Thursday, 5 October 2017: 14:20
National Harbor 7 (Gaylord National Resort and Convention Center)
The technology of H2 separation is essential for the utilization of hydrogen fuel, which is strongly motivated by the grand challenge of climate change. Electrochemical membrane based on cerate, titanate and zirconate ceramics is a promising technology of H2 separation. In particular, SrCeO3 perovskites with mixed protonic and electronic conductivities are promising materials for H2 separation due to negligible oxygen permeability. However, low electronic conductivity of SrCeO3 often limits the overall H2 flux. The increase of electronic conductivity via B-site doping has been largely based on trial-and-error experiments. This lack of understanding limits further design and development of hydrogen membrane materials.
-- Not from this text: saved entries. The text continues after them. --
/// Dismiss one notification and re-fetch.
///
/// # Errors
///
/// Returns an [`Action::Notifications`] failure when either call fails.
pub async fn dismiss(store: &Store, backend: &dyn Backend, id: i64) -> Result<Inbox> {
    session::gate(store)?;
    backend
        .dismiss(id)
        .await
        .map_err(|e| Error::action_failed(Action::Notifications, e))?;
    refetch(backend).await
}

/// Dismiss everything and re-fetch.
///
/// # Errors
///
/// Returns an [`Action::Notifications`] failure when either call fails.
pub async fn dismiss_all(store: &Store, backend: &dyn Backend) -> Result<Inbox> {
    session::gate(store)?;
    backend
        .dismiss_all()
        .await
        .map_err(|e| Error::action_failed(Action::Notifications, e))?;
    refetch(backend).await
}

/// Content fingerprint of a fetched list.
fn fingerprint(list: &NotificationList) -> Result<blake3::Hash> {
    Ok(blake3::hash(&serde_json::to_vec(list)?))
}

/// A cloneable handle for stopping a running poller.
#[derive(Debug, Clone, Default)]
pub struct PollerHandle {
    stop_signal: Arc<AtomicBool>,
}

impl PollerHandle {
    /// Create a new handle.
    #[must_use]
    pub fn new() -> Self {
        Self::default()
    }

    /// Signal the poller to stop after its current tick.
    pub fn stop(&self) {
        self.stop_signal.store(true, Ordering::SeqCst);
    }

    /// Check if the stop signal has been sent.
    #[must_use]
    pub fn should_stop(&self) -> bool {
        self.stop_signal.load(Ordering::SeqCst)
    }
}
In this presentation, we will share our computation studies of revealing distinctive behaviors of different dopants in enhancing electronic conductivity via novel polaron mechanism, using first principles hybrid functional calculations. Our study shows SrCeO3 can trap excess charge as electron or hole polarons on Ce4+ or certain dopants. The enhancement of different dopants to electronic conductivity can be determined by the ability of polaron formation and migration. Based on the insight of the polaron enhancement mechanism, new promising dopants are predicted to increase electronic conductivity, and the computation predictions are verified by preliminary experiments. Thus, our study demonstrates first principles techniques in accelerating deign of mixed conductors through tailoring polaron, and provides new avenues for the future design of the materials with different polaronic behavior to achieve improved conductivity and other properties.